Snoop Dogg had a rather peculiar audience when he covered N.W.A's '... the Police'
recently: 50 Los Angeles police officers. The performance, held in a courtroom,
was choreographed and documented by video director Marc Klasfeld for his feature
film debut, The LA Riot Spectacular.
If the scene sounds outlandish, that's because it's supposed to. The movie is a
satire.
"I guess the point of it all is to show the ridiculousness, ludicrousness
and ... silliness [behind] the racial hatred that occurred around the Rodney
King beating and subsequent events," Klasfeld, whose credits include *NSync's
Girlfriend, Jay-Z's Girls, Girls, Girls and Alien Ant Farm's Smooth Criminal, said on the set last week.
The LA Riot Spectacular, which Klasfeld also wrote, stars T. K.
Carter (My Favorite Martian) as King, and Emilio Estevez and Christopher McDonald (Happy Gilmore) as Lawrence
Powell and Stacey Coon, two of the officers acquitted in
the beating. Ron Jeremy and Tabitha Stevens make cameos. Snoop plays the
narrator.
"My character pops in and out of the movie throughout different scenes to
narrate what's about to happen or what just happened, in a rap fashion,"
Snoop said in between takes. "It's real deep ... it's cutting edge and
something I wanted to be a part of 'cause it didn't take no prisoners."
So far the movie has been independently financed, and Klasfeld has plans to shop
it on the film festival circuit next year. Despite taking a risky approach to
infamous events, The LA Riot Spectacular is already garnering studio
interest.
"A lot of people are going to like it, a lot of people are going to hate
it," Snoop said. "It's fly because it's really getting at all the real
situations that happened and it ain't cutting no strings."
"I don't think there was anything funny about the riots," Klasfeld
added. "I don't think somebody getting beat is funny. I don't think all
these people's lives being ruined is funny. But I think what I'm trying to do is
not so much spoofing, it is more satirical, where I'm trying to make a point
that just these events that occur - whether they be 9/11, the riots, the Kobe
thing, sniper or any of these news events - are kind of entertainment. This is
our new entertainment. It's not really a joke, though I'm using comedy to make a
point."
Several points, actually.
"I definitely think it is saying something about the media glamorizing and
turning these events into entertainment," the director said. "I think
it's also saying something about race, showing how different we all are."
For Snoop, who lived in Los Angeles in 1992 and said he looted during the
riots, doing The LA Riot Spectacular is a way to acknowledge that police brutality
is still a problem.
"I've been beat by the police five or six times before Rodney King, after
Rodney King," Snoop said. "The police tend to have a grudge towards
young black men. If there's three or four of us in the car, that's just the way
they come at us. And if it ain't no celebrity in the car, you're really going to
get messed with. That's just how it is."
Estevez, who last appeared in 2000's Rated X with brother Charlie Sheen,
actually tracked Klasfeld down to be in the movie.

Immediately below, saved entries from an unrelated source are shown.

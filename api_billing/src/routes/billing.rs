use std::sync::Arc;

use actix_web::{Responder, get, web};
use common::{error::Res, http::Success, jwt::JwtClaims};
use sqlx::PgPool;

use crate::{dtos::billing::PlansResponse, services};

/// Current plan, invoice usage against its cap, and the plan catalogue.
#[get("")]
pub async fn get_overview(
    claims: web::ReqData<JwtClaims>,
    pool: web::Data<Arc<PgPool>>,
) -> Res<impl Responder> {
    let overview = services::billing::get_overview(&pool, claims.user_id).await?;
    Success::ok(overview)
}

#[get("/plans")]
pub async fn get_plans() -> Res<impl Responder> {
    Success::ok(PlansResponse {
        plans: services::billing::plan_catalogue(),
    })
}
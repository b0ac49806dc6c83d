use sqlx::{
    PgPool,
    postgres::{PgConnectOptions, PgSslMode},
};
use std::{str::FromStr, sync::Arc};

pub mod client;
pub mod invoice;
pub mod smtp;
pub mod user;

pub mod models {
    pub mod client;
    pub mod invoice;
    pub mod smtp;
    pub mod user;
}

pub mod dtos {
    pub mod client;
    pub mod invoice;
    pub mod smtp;
    pub mod user;
}

/// Connects to Postgres, creating the database first when it does not exist,
/// and runs the migrations.
pub async fn setup(
    database_url: &str,
    require_ssl: bool,
) -> Result<Arc<PgPool>, Box<dyn std::error::Error>> {
    let url = url::Url::parse(database_url)?;
    let db_name = url.path().trim_start_matches('/');
    let username = url.username();
    let password = url.password().unwrap_or("");
    let host = url.host_str().unwrap_or("localhost");
    let port = url.port().unwrap_or(5432);

    let admin_url = format!(
        "postgresql://{}:{}@{}:{}/postgres",
        username, password, host, port
    );

    let mut admin_options = PgConnectOptions::from_str(&admin_url)?;
    if require_ssl {
        admin_options = admin_options.ssl_mode(PgSslMode::Require);
    }

    let admin_pool = PgPool::connect_with(admin_options).await?;

    let exists: bool =
        sqlx::query_scalar("SELECT EXISTS (SELECT 1 FROM pg_database WHERE datname = $1)")
            .bind(db_name)
            .fetch_one(&admin_pool)
            .await?;

    if !exists {
        log::info!("Creating database {}", db_name);
        sqlx::query(&format!("CREATE DATABASE \"{}\"", db_name))
            .execute(&admin_pool)
            .await?;
    }

    admin_pool.close().await;

    let mut options = PgConnectOptions::from_str(database_url)?;
    if require_ssl {
        options = options.ssl_mode(PgSslMode::Require);
    }
    let pool = PgPool::connect_with(options).await?;

    sqlx::migrate!("./migrations").run(&pool).await?;

    Ok(Arc::new(pool))
}
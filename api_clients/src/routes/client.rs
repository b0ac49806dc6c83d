use std::sync::Arc;

use actix_web::{Responder, get, post, web};
use common::{error::Res, http::Success, jwt::JwtClaims};
use sqlx::PgPool;
use uuid::Uuid;

use crate::{dtos::client::CreateClientRequest, services};

/// Adds a client to the caller's address book.
///
/// # Output
/// - Success: the created client with 201 Created
/// - Error: 400 Bad Request for a blank name or an invalid email
#[post("")]
pub async fn post_client(
    claims: web::ReqData<JwtClaims>,
    pool: web::Data<Arc<PgPool>>,
    req: web::Json<CreateClientRequest>,
) -> Res<impl Responder> {
    let client = services::client::create_client(&pool, claims.user_id, &req).await?;
    Success::created(client)
}

/// The caller's clients with their invoice counts, newest first.
#[get("")]
pub async fn get_clients(
    claims: web::ReqData<JwtClaims>,
    pool: web::Data<Arc<PgPool>>,
) -> Res<impl Responder> {
    let clients = services::client::list_clients(&pool, claims.user_id).await?;
    Success::ok(clients)
}

#[get("/{id}")]
pub async fn get_client(
    claims: web::ReqData<JwtClaims>,
    pool: web::Data<Arc<PgPool>>,
    path: web::Path<Uuid>,
) -> Res<impl Responder> {
    let detail = services::client::get_client_detail(&pool, claims.user_id, path.into_inner()).await?;
    Success::ok(detail)
}
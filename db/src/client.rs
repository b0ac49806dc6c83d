use common::error::{AppError, Res};
use sqlx::{Executor, Postgres};
use uuid::Uuid;

use crate::{
    dtos::client::ClientCreateRequest,
    models::client::{Client, ClientWithCount},
};

pub async fn insert_client<'e, E: Executor<'e, Database = Postgres>>(
    executor: E,
    data: ClientCreateRequest,
) -> Res<Client> {
    sqlx::query_as::<_, Client>(
        r#"
        INSERT INTO clients (user_id, name, email)
        VALUES ($1, $2, $3)
        RETURNING *
        "#,
    )
    .bind(data.user_id)
    .bind(data.name)
    .bind(data.email)
    .fetch_one(executor)
    .await
    .map_err(AppError::from)
}

pub async fn get_clients_with_counts<'e, E: Executor<'e, Database = Postgres>>(
    executor: E,
    user_id: Uuid,
) -> Res<Vec<ClientWithCount>> {
    sqlx::query_as::<_, ClientWithCount>(
        r#"
        SELECT c.*, COUNT(i.id) AS invoice_count
        FROM clients c
        LEFT JOIN invoices i ON i.client_id = c.id
        WHERE c.user_id = $1
        GROUP BY c.id
        ORDER BY c.created_at DESC
        "#,
    )
    .bind(user_id)
    .fetch_all(executor)
    .await
    .map_err(AppError::from)
}

/// Fetches a client only when it belongs to `user_id`.
pub async fn get_client_for_user<'e, E: Executor<'e, Database = Postgres>>(
    executor: E,
    user_id: Uuid,
    client_id: Uuid,
) -> Res<Option<Client>> {
    sqlx::query_as::<_, Client>("SELECT * FROM clients WHERE id = $1 AND user_id = $2")
        .bind(client_id)
        .bind(user_id)
        .fetch_optional(executor)
        .await
        .map_err(AppError::from)
}
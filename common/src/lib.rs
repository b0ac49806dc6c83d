pub mod env_config;
pub mod error;
pub mod http;
pub mod jwt;
pub mod misc;
pub mod totals;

"I hadn't read a script like this that struck me in a way where there was
such an original voice since [1984's] Repro Man," he said. "It's so
original and so bold and so totally crazy that I just said I want to be in it. I
don't care, man ... I'll make coffee on the set."
Klasfeld originally offered Estevez a different part, but he fought for Powell,
who "put the biggest hurt" on King.
"The way that Marc set up these characters is you see all sides of
it," Estevez said. "You see that Powell and Officer Coon were really
just following police procedure. You see what the public never saw, those eight
seconds of videotape with Rodney King lunging at them.
"The cool thing about it is that it's just pure satire," he continued.
"It doesn't attack anybody, it goes after everyone."